Корзинку для пикника пришлось открыть, чтобы соответствовать этому разумному
Сибилла удовлетворила его просьбу и получила в награду аппетитный кусок пирога с телятиной. Покончив с ним и частично спрятав его в карман, она обратилась к юной леди с привычной просьбой дать ей серебряный крестик, чтобы она могла наложить на него заклинание и предсказывать то, что ей заблагорассудится. Джеймс выполнил просьбу, и Юстина неохотно протянула руку цыганке.
Сибилла рассказала обычную историю: счастливое ухаживание, благополучная семейная жизнь.
Всё должно было сложиться удачно для голубоглазой леди и голубоглазого джентльмена.
«Но берегитесь смуглого мужчины, — сказала ведьма, которая сочла необходимым добавить немного мрачности в свою картину. — Берегитесь смуглого мужчины. Я не скажу, что он из пик; пожалуй, лучше назвать его трефами. Будьте начеку с трефовым мужчиной, моя милая юная леди и джентльмен, потому что он ревнует вас обоих и готов причинить вам вред, если у него будет такая возможность».
«Довольно, — сказал Джеймс, — мы получили достаточно за свои деньги, спасибо, старушка.
Вы можете перейти в следующий вагон».
«Не обижайтесь на бедную цыганку, ваша честь. Она говорит правду»
Она прямолинейна и видит суть вещей глубже, чем некоторые люди готовы ей
предпочесть.
И вот, после трогательного прощания, пророчица продолжила свой путь.
За ней последовали другие пророчицы, и все они просили еды и вина, а Джеймс тратил на них больше шампанского, чем мистер
Элгуд был не против, но даже его добродушие в конце концов иссякло, и он устал от этих нищих с медной кожей, некоторые из которых были с младенцами на руках и просили для них капельку шампанского или клешню омара.
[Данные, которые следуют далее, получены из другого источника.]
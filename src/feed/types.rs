// src/feed/types.rs
use anyhow::Result;
use serde::{Deserialize, Serialize};

pub type CourseId = u64;
pub type AnnouncementId = u64;

/// One announcement as fetched from a course feed. Owned by the pipeline for
/// the duration of a single cycle.
#[derive(Debug, Clone, Serialize, Deserialize, PartialEq, Eq)]
pub struct Announcement {
    pub id: AnnouncementId,
    pub course_id: CourseId,
    pub title: String,
    pub message: String, // raw HTML
    pub url: Option<String>,
}

/// Source of currently active announcements for a course.
///
/// Implementations must return `Err` on transport or parse failures instead of
/// an empty list, otherwise a broken feed looks like a quiet one.
#[async_trait::async_trait]
pub trait FeedSource: Send + Sync {
    async fn fetch_active(&self, course: CourseId) -> Result<Vec<Announcement>>;
    fn name(&self) -> &'static str;
}
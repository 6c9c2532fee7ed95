// src/feed/mod.rs
pub mod canvas;
pub mod types;

pub use canvas::CanvasClient;
pub use types::{Announcement, AnnouncementId, CourseId, FeedSource};
use anyhow::{Context, Result};
use async_trait::async_trait;
use metrics::histogram;
use reqwest::header::{HeaderMap, LINK};
use serde::Deserialize;
use std::time::{Duration, Instant};

use crate::feed::types::{Announcement, CourseId, FeedSource};

const PER_PAGE: u32 = 50;
// Guard against a server that keeps handing out `rel="next"`.
const MAX_PAGES: usize = 100;

#[derive(Debug, Deserialize)]
struct RawAnnouncement {
    id: u64,
    #[serde(default)]
    title: Option<String>,
    #[serde(default)]
    message: Option<String>,
    #[serde(default)]
    url: Option<String>,
    #[serde(default)]
    html_url: Option<String>,
}

impl RawAnnouncement {
    fn into_announcement(self, course_id: CourseId) -> Announcement {
        Announcement {
            id: self.id,
            course_id,
            title: self.title.unwrap_or_default(),
            message: self.message.unwrap_or_default(),
            url: non_blank(self.url).or_else(|| non_blank(self.html_url)),
        }
    }
}

fn non_blank(s: Option<String>) -> Option<String> {
    s.filter(|u| !u.trim().is_empty())
}

/// Canvas LMS REST client for course announcements.
pub struct CanvasClient {
    base_url: String,
    token: String,
    client: reqwest::Client,
    timeout: Duration,
}

impl CanvasClient {
    pub fn new(base_url: impl Into<String>, token: impl Into<String>) -> Self {
        let base_url: String = base_url.into();
        Self {
            base_url: base_url.trim_end_matches('/').to_string(),
            token: token.into(),
            client: reqwest::Client::new(),
            timeout: Duration::from_secs(30),
        }
    }

    pub fn with_timeout(mut self, secs: u64) -> Self {
        self.timeout = Duration::from_secs(secs);
        self
    }

    fn first_page(&self, course: CourseId) -> reqwest::RequestBuilder {
        self.client
            .get(format!("{}/api/v1/announcements", self.base_url))
            .query(&[
                ("context_codes[]", format!("course_{course}")),
                ("active_only", "true".to_string()),
                ("per_page", PER_PAGE.to_string()),
            ])
    }
}

#[async_trait]
impl FeedSource for CanvasClient {
    async fn fetch_active(&self, course: CourseId) -> Result<Vec<Announcement>> {
        let t0 = Instant::now();
        let mut out = Vec::new();
        let mut next: Option<String> = None;

        for page in 1..=MAX_PAGES {
            let req = match next.take() {
                None => self.first_page(course),
                Some(url) => self.client.get(url),
            };
            let resp = req
                .bearer_auth(&self.token)
                .timeout(self.timeout)
                .send()
                .await
                .with_context(|| format!("canvas announcements request (course {course})"))?
                .error_for_status()
                .with_context(|| format!("canvas announcements status (course {course})"))?;

            next = next_link(resp.headers());
            let items: Vec<RawAnnouncement> = resp
                .json()
                .await
                .with_context(|| format!("parsing canvas announcements (course {course})"))?;
            out.extend(items.into_iter().map(|r| r.into_announcement(course)));

            if next.is_none() {
                break;
            }
            if page == MAX_PAGES {
                tracing::warn!(course, pages = MAX_PAGES, "pagination limit hit, remaining pages ignored");
            }
        }

        histogram!("relay_feed_fetch_ms").record(t0.elapsed().as_secs_f64() * 1_000.0);
        tracing::debug!(course, count = out.len(), "fetched active announcements");
        Ok(out)
    }

    fn name(&self) -> &'static str {
        "Canvas"
    }
}

/// Extract the `rel="next"` target from an RFC 8288 `Link` header.
fn next_link(headers: &HeaderMap) -> Option<String> {
    let raw = headers.get(LINK)?.to_str().ok()?;
    raw.split(',').find_map(|part| {
        let mut pieces = part.split(';');
        let target = pieces.next()?.trim();
        let is_next = pieces.any(|p| {
            let p = p.trim();
            p.eq_ignore_ascii_case(r#"rel="next""#) || p.eq_ignore_ascii_case("rel=next")
        });
        if !is_next {
            return None;
        }
        target
            .strip_prefix('<')?
            .strip_suffix('>')
            .map(str::to_string)
    })
}

#[cfg(test)]
mod tests {
    use super::*;
    use reqwest::header::HeaderValue;

    fn link(v: &str) -> HeaderMap {
        let mut h = HeaderMap::new();
        h.insert(LINK, HeaderValue::from_str(v).unwrap());
        h
    }

    #[test]
    fn picks_next_among_several_relations() {
        let h = link(
            r#"<https://c.test/api/v1/announcements?page=1>; rel="current", <https://c.test/api/v1/announcements?page=2>; rel="next", <https://c.test/api/v1/announcements?page=1>; rel="first""#,
        );
        assert_eq!(
            next_link(&h).as_deref(),
            Some("https://c.test/api/v1/announcements?page=2")
        );
    }

    #[test]
    fn no_next_on_last_page() {
        let h = link(r#"<https://c.test/x?page=3>; rel="current", <https://c.test/x?page=1>; rel="first""#);
        assert!(next_link(&h).is_none());
        assert!(next_link(&HeaderMap::new()).is_none());
    }

    #[test]
    fn blank_url_falls_back_to_html_url() {
        let raw: RawAnnouncement = serde_json::from_str(
            r#"{"id":7,"title":"Midterm","message":"<p>x</p>","url":"","html_url":"https://c.test/7"}"#,
        )
        .unwrap();
        let a = raw.into_announcement(41013);
        assert_eq!(a.id, 7);
        assert_eq!(a.course_id, 41013);
        assert_eq!(a.url.as_deref(), Some("https://c.test/7"));

        let raw: RawAnnouncement = serde_json::from_str(r#"{"id":9,"url":"  "}"#).unwrap();
        assert_eq!(raw.into_announcement(1).url, None);

        let raw: RawAnnouncement =
            serde_json::from_str(r#"{"id":8,"html_url":"https://c.test/8"}"#).unwrap();
        let a = raw.into_announcement(1);
        assert_eq!(a.url.as_deref(), Some("https://c.test/8"));
        assert_eq!(a.title, "");
    }
}
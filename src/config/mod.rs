// src/config/mod.rs
pub mod relay;

pub use relay::{ChannelCfg, CourseCfg, RelayConfig};
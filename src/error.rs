//! Error types for Dualsort.
//!
//! The sorting engine itself cannot fail. The only errors come from the validating entry
//! points, which check a caller-supplied index range before touching the slice.

use std::error::Error;
use std::fmt::{Display, Formatter, Result};

/// Error type for the validating entry points.
#[derive(Debug, Clone, Copy, PartialEq, Eq)]
pub enum SortError {
    /// The inclusive range `[left, right]` does not fit in a slice of `len` elements.
    RangeOutOfBounds {
        /// First index of the range.
        left: usize,
        /// Last index of the range, inclusive.
        right: usize,
        /// Length of the slice.
        len: usize,
    },
}

impl SortError {
    /// Checks that `[left, right]` lies within a slice of `len` elements.
    ///
    /// A range with `right < left` is empty and always valid.
    pub(crate) fn check_range(
        left: usize,
        right: usize,
        len: usize,
    ) -> std::result::Result<(), Self> {
        if right >= left && right >= len {
            return Err(SortError::RangeOutOfBounds { left, right, len });
        }
        Ok(())
    }
}

impl Display for SortError {
    fn fmt(&self, f: &mut Formatter<'_>) -> Result {
        match self {
            SortError::RangeOutOfBounds { left, right, len } => write!(
                f,
                "Range out of bounds: [{left}, {right}] does not fit in a slice of length {len}"
            ),
        }
    }
}

impl Error for SortError {}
Гонки продолжались. Великая гонка была не за горами. «Ну что ж, Юстина, теперь мы
должно быть что-то, - сказал Джеймс. - Вы не возражаете, что я зову тебя
Иустина, как ты думаешь?'
- Я не против, - ответила девушка проще говоря, если отец не.'
- Ну, видишь ли, я не могу спросить его сейчас, но со временем спрошу. Мы можем оставить этот вопрос открытым, и пока я могу называть тебя Юстиной, не так ли?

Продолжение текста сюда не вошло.